From the beginning, my mother and father suspected advanced Lyme disease due to the similarity of initial symptoms to those preceding her treatment for the disease. However, doctors were largely dismissive of this layman’s theory, due to procedure guidance in our country that conclude that Lyme, once properly treated, cannot recur. Following the MRI, however, they took a spinal tap. They discovered elevated levels of white blood cells (I believe) which are consistent with, but not clear evidence of, Lyme disease. They, of course, also found Lyme antibodies which would be expected in any patient with a previous Lyme infection.
She has now received protocol treatment for ADEM—cortisone and dialysis—and she is waiting for a post-treatment MRI. I hope that she responds to the treatment and that the doctors are correct that she is experiencing monophasic ADEM.
I wonder if anyone else has experience of the intersection of ADEM and Lyme? There are at least four hypotheses that I can think of:
1) There is no connection between her Lyme symptoms last year and the ADEM symptoms this year. Pure coincidence.
2) Last year’s Lyme infection was actually the first occurrence of multiphasic ADEM or MS, but was misdiagnosed and mistreated with antibiotics, but faded without treatment until it recurred this spring.
3) Lyme disease, or residual effects of the disease, triggered ADEM but is otherwise unrelated.

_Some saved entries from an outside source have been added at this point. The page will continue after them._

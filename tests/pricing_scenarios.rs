//! End-to-end pricing scenarios through the aggregator.

use decimal_percentage::Percentage;
use jiff::Timestamp;
use rusty_money::{Money, iso::INR};
use testresult::TestResult;

use tally::{
    cart::{Cart, CartLine},
    catalog::{CatalogSnapshot, Product, ProductId},
    offers::{
        OfferId,
        bxgy::{BxgyOffer, BxgyReward, BxgyTarget, BxgyTrigger},
        coupon::{Coupon, CouponCode, CouponDiscount},
    },
    pricing::{PricingConfig, price_cart},
    repository::InMemoryOffers,
};

fn epoch() -> Timestamp {
    Timestamp::UNIX_EPOCH
}

fn config() -> PricingConfig<'static> {
    PricingConfig::new(Money::from_minor(499, INR), Money::from_minor(49, INR))
}

fn single_line_cart(price_minor: i64) -> TestResult<Cart<'static>> {
    Ok(Cart::with_lines(
        [CartLine::new(
            ProductId::new("thing"),
            1,
            Money::from_minor(price_minor, INR),
        )],
        INR,
    )?)
}

#[test]
fn welcome20_takes_twenty_percent() -> TestResult {
    let mut offers = InMemoryOffers::new();
    offers.add_coupon(Coupon::new(
        CouponCode::new("WELCOME20"),
        CouponDiscount::PercentageOff(Percentage::from(0.2)),
    ));

    let summary = price_cart(
        &single_line_cart(1000)?,
        &CatalogSnapshot::new(),
        &offers,
        Some(&CouponCode::new("WELCOME20")),
        &config(),
        epoch(),
    )?;

    // 20% of 1000, free shipping above the threshold.
    assert_eq!(summary.coupon_discount, Money::from_minor(200, INR));
    assert_eq!(summary.shipping, Money::from_minor(0, INR));
    assert_eq!(summary.total, Money::from_minor(800, INR));
    assert_eq!(summary.applied_coupon, Some(CouponCode::new("welcome20")));

    Ok(())
}

#[test]
fn shipping_threshold_scenarios() -> TestResult {
    let offers = InMemoryOffers::new();
    let catalog = CatalogSnapshot::new();

    let below = price_cart(
        &single_line_cart(300)?,
        &catalog,
        &offers,
        None,
        &config(),
        epoch(),
    )?;
    let above = price_cart(
        &single_line_cart(500)?,
        &catalog,
        &offers,
        None,
        &config(),
        epoch(),
    )?;

    assert_eq!(below.shipping, Money::from_minor(49, INR));
    assert_eq!(above.shipping, Money::from_minor(0, INR));

    Ok(())
}

#[test]
fn below_minimum_coupon_is_rejected_with_reason() -> TestResult {
    let mut offers = InMemoryOffers::new();
    offers.add_coupon(
        Coupon::new(
            CouponCode::new("BIGSPENDER"),
            CouponDiscount::PercentageOff(Percentage::from(0.2)),
        )
        .with_min_order_value(Money::from_minor(500, INR)),
    );

    let summary = price_cart(
        &single_line_cart(300)?,
        &CatalogSnapshot::new(),
        &offers,
        Some(&CouponCode::new("bigspender")),
        &config(),
        epoch(),
    )?;

    assert_eq!(summary.coupon_discount, Money::from_minor(0, INR));
    let reason = summary.coupon_rejection.ok_or("expected a rejection")?;
    assert!(
        reason.contains("minimum order value"),
        "reason should name the threshold, got: {reason}"
    );
    // The cart still prices: 300 + 49 shipping.
    assert_eq!(summary.total, Money::from_minor(349, INR));

    Ok(())
}

#[test]
fn buy_two_get_one_free_discounts_the_companion() -> TestResult {
    let mut catalog = CatalogSnapshot::new();
    catalog.insert(
        ProductId::new("a"),
        Product::new(Money::from_minor(200, INR), 10),
    );
    catalog.insert(
        ProductId::new("b"),
        Product::new(Money::from_minor(150, INR), 10),
    );

    let mut offers = InMemoryOffers::new();
    offers.add_bxgy_offer(BxgyOffer::new(
        OfferId::new("b2g1"),
        BxgyTrigger::Product {
            product_id: ProductId::new("a"),
            quantity: 2,
        },
        BxgyTarget::Product(ProductId::new("b")),
        1,
        BxgyReward::Free,
    ));

    let cart = Cart::with_lines(
        [
            CartLine::new(ProductId::new("a"), 2, Money::from_minor(200, INR)),
            CartLine::new(ProductId::new("b"), 1, Money::from_minor(150, INR)),
        ],
        INR,
    )?;

    let summary = price_cart(&cart, &catalog, &offers, None, &config(), epoch())?;

    // Subtotal 550, B free: 550 - 150, free shipping above threshold.
    assert_eq!(summary.bxgy_discount, Money::from_minor(150, INR));
    assert_eq!(summary.bxgy_products, vec![ProductId::new("b")]);
    assert_eq!(summary.total, Money::from_minor(400, INR));

    Ok(())
}

#[test]
fn oversized_fixed_coupon_clamps_to_subtotal() -> TestResult {
    let mut offers = InMemoryOffers::new();
    offers.add_coupon(Coupon::new(
        CouponCode::new("FLAT5000"),
        CouponDiscount::AmountOff(Money::from_minor(5000, INR)),
    ));

    let summary = price_cart(
        &single_line_cart(3000)?,
        &CatalogSnapshot::new(),
        &offers,
        Some(&CouponCode::new("flat5000")),
        &config(),
        epoch(),
    )?;

    assert_eq!(summary.coupon_discount, Money::from_minor(3000, INR));
    assert_eq!(summary.total, Money::from_minor(0, INR));

    Ok(())
}

#[test]
fn removing_a_coupon_restores_the_total_exactly() -> TestResult {
    let mut offers = InMemoryOffers::new();
    offers.add_coupon(Coupon::new(
        CouponCode::new("WELCOME20"),
        CouponDiscount::PercentageOff(Percentage::from(0.2)),
    ));
    let catalog = CatalogSnapshot::new();
    let cart = single_line_cart(1000)?;

    let without = price_cart(&cart, &catalog, &offers, None, &config(), epoch())?;
    let with = price_cart(
        &cart,
        &catalog,
        &offers,
        Some(&CouponCode::new("welcome20")),
        &config(),
        epoch(),
    )?;
    let removed = price_cart(&cart, &catalog, &offers, None, &config(), epoch())?;

    assert_eq!(removed.total, without.total);
    assert_eq!(
        with.total.to_minor_units() + with.coupon_discount.to_minor_units(),
        without.total.to_minor_units()
    );

    Ok(())
}

#[test]
fn totals_never_go_negative() -> TestResult {
    let mut catalog = CatalogSnapshot::new();
    catalog.insert(
        ProductId::new("bonus"),
        Product::new(Money::from_minor(10_000, INR), 5),
    );

    let mut offers = InMemoryOffers::new();
    offers.add_coupon(Coupon::new(
        CouponCode::new("ALL"),
        CouponDiscount::PercentageOff(Percentage::from(1.0)),
    ));
    offers.add_bxgy_offer(BxgyOffer::new(
        OfferId::new("huge"),
        BxgyTrigger::Product {
            product_id: ProductId::new("thing"),
            quantity: 1,
        },
        BxgyTarget::Product(ProductId::new("bonus")),
        1,
        BxgyReward::Free,
    ));

    let summary = price_cart(
        &single_line_cart(300)?,
        &catalog,
        &offers,
        Some(&CouponCode::new("all")),
        &config(),
        epoch(),
    )?;

    assert_eq!(summary.total, Money::from_minor(0, INR));

    Ok(())
}

#[test]
fn summary_invariants_hold() -> TestResult {
    let cart = Cart::with_lines(
        [
            CartLine::new(ProductId::new("a"), 2, Money::from_minor(400, INR))
                .with_mrp(Money::from_minor(500, INR)),
            CartLine::new(ProductId::new("b"), 1, Money::from_minor(300, INR)),
        ],
        INR,
    )?;

    let summary = price_cart(
        &cart,
        &CatalogSnapshot::new(),
        &InMemoryOffers::new(),
        None,
        &config(),
        epoch(),
    )?;

    assert!(
        summary.subtotal.to_minor_units() <= summary.total_mrp.to_minor_units(),
        "subtotal must not exceed the MRP total"
    );
    assert!(
        summary.product_discount.to_minor_units() >= 0,
        "product discount is never negative"
    );
    assert_eq!(
        summary.total.to_minor_units(),
        summary.subtotal.to_minor_units() + summary.shipping.to_minor_units()
            - summary.coupon_discount.to_minor_units()
            - summary.bxgy_discount.to_minor_units()
    );

    Ok(())
}
impl<'a> BxgyOffer<'a> {
    /// Create an active offer with no window or usage caps.
    pub const fn new(
        id: OfferId,
        trigger: BxgyTrigger,
        target: BxgyTarget,
        get_quantity: u32,
        reward: BxgyReward<'a>,
    ) -> Self {
        Self {
            id,
            trigger,
            target,
            get_quantity,
            reward,
            window: ActivityWindow::always(),
            budget: UsageBudget::unlimited(),
            usage_per_customer: None,
            is_active: true,
        }
    }

    /// Restrict the offer to an activity window.
    #[must_use]
    pub const fn with_window(mut self, window: ActivityWindow) -> Self {
        self.window = window;
        self
    }

    /// Restrict the offer to a global usage budget.
    #[must_use]
    pub const fn with_budget(mut self, budget: UsageBudget) -> Self {
        self.budget = budget;
        self
    }

    /// Cap redemptions per customer.
    #[must_use]
    pub const fn with_usage_per_customer(mut self, usage_per_customer: u32) -> Self {
        self.usage_per_customer = Some(usage_per_customer);
        self
    }

    /// Deactivate the offer.
    #[must_use]
    pub const fn deactivated(mut self) -> Self {
        self.is_active = false;
        self
    }

    /// The offer's storage id.
    pub const fn id(&self) -> &OfferId {
        &self.id
    }

    /// The buy trigger.
    pub const fn trigger(&self) -> &BxgyTrigger {
        &self.trigger
    }

    /// The get target.
    pub const fn target(&self) -> &BxgyTarget {
        &self.target
    }

    /// Units of the target the reward covers.
    pub const fn get_quantity(&self) -> u32 {
        self.get_quantity
    }

    /// The reward configuration.
    pub const fn reward(&self) -> &BxgyReward<'a> {
        &self.reward
    }

    /// The global usage budget.
    pub const fn budget(&self) -> &UsageBudget {
        &self.budget
    }

    /// Mutable access to the usage budget, for the offer store's counters.
    pub const fn budget_mut(&mut self) -> &mut UsageBudget {
        &mut self.budget
    }

    /// Per-customer redemption cap, if any.
    pub const fn usage_per_customer(&self) -> Option<u32> {
        self.usage_per_customer
    }

    /// Whether the offer is live.
    pub const fn is_active(&self) -> bool {
        self.is_active
    }

    /// Check activity, window, and budget at a point in time.
    #[must_use]
    pub fn is_live(&self, now: Timestamp) -> bool {
        self.is_active && self.window.contains(now) && !self.budget.is_exhausted()
    }

    fn qualifies(&self, cart: &Cart<'a>) -> bool {
        match &self.trigger {
            BxgyTrigger::Product {
                product_id,
                quantity,
            } => cart.quantity_of(product_id) >= *quantity,
            BxgyTrigger::Category {
                category_id,
                quantity,
            } => cart.quantity_in_category(category_id) >= *quantity,
        }
    }

    /// Resolve the target to a concrete product in the catalog.
    ///
    /// Category targets resolve to the cheapest product of the category.
    fn resolve_target(
        &self,
        catalog: &CatalogSnapshot<'a>,
    ) -> Option<(ProductId, Money<'a, Currency>)> {
        match &self.target {
            BxgyTarget::Product(product_id) => catalog
                .product(product_id)
                .map(|product| (product_id.clone(), product.price())),
            BxgyTarget::Category(category_id) => catalog
                .cheapest_in_category(category_id)
                .map(|(product_id, product)| (product_id.clone(), product.price())),
        }
    }

    fn reward_amount(&self, unit_price: Money<'a, Currency>) -> Result<i64, DiscountError> {
        let per_target = match &self.reward {
            BxgyReward::Free => unit_price.to_minor_units(),
            BxgyReward::PercentageOff(percent) => {
                percent_of_minor(percent, unit_price.to_minor_units())?
            }
            BxgyReward::AmountOff(amount) => amount.to_minor_units(),
        };

        Ok(0.max(minor_times_quantity(per_target, self.get_quantity)?))
    }
}

/// One qualifying offer and the discount it grants.
#[derive(Debug)]
pub struct BxgyApplication<'a, 'o> {
    /// The offer that qualified.
    pub offer: &'o BxgyOffer<'a>,

    /// The product the reward resolved to.
    pub product_id: ProductId,

    /// Discount granted by the offer.
    pub discount: Money<'a, Currency>,
}

/// Evaluate every offer against a cart at a point in time.
///
/// Offers that are inactive, out of window, budget-exhausted or unqualified
/// contribute nothing. An offer whose product or category reference is
/// missing from the catalog is skipped with a warning; it never aborts the
/// batch.
pub fn evaluate_bxgy<'a, 'o>(
    cart: &Cart<'a>,
    offers: impl IntoIterator<Item = &'o BxgyOffer<'a>>,
    catalog: &CatalogSnapshot<'a>,
    now: Timestamp,
) -> SmallVec<[BxgyApplication<'a, 'o>; 4]>
where
    'a: 'o,
{
    let mut applications = SmallVec::new();

    for offer in offers {
        if !offer.is_live(now) || !offer.qualifies(cart) {
            continue;
        }

        let Some((product_id, unit_price)) = offer.resolve_target(catalog) else {
            warn!(offer = %offer.id(), "skipping offer with dangling product or category reference");
            continue;
        };

        let discount_minor = match offer.reward_amount(unit_price) {
            Ok(minor) => minor,
            Err(err) => {
                warn!(offer = %offer.id(), error = %err, "skipping offer whose reward could not be computed");
                continue;
            }
        };

        applications.push(BxgyApplication {
            offer,
            product_id,
            discount: Money::from_minor(discount_minor, unit_price.currency()),
        });
    }

    applications
}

4) Her current condition is not ADEM but an advanced form of incorrectly treated Lyme disease.
Does anyone have any thoughts? Did you experience symptoms for multiple months before being diagnosed with ADEM? Were you misdiagnosed with Lyme disease and/or have you heard of people with a similar history who were misdiagnosed with ADEM?
Thank you so much for sharing your hard-won expertise in this painful area of medicine.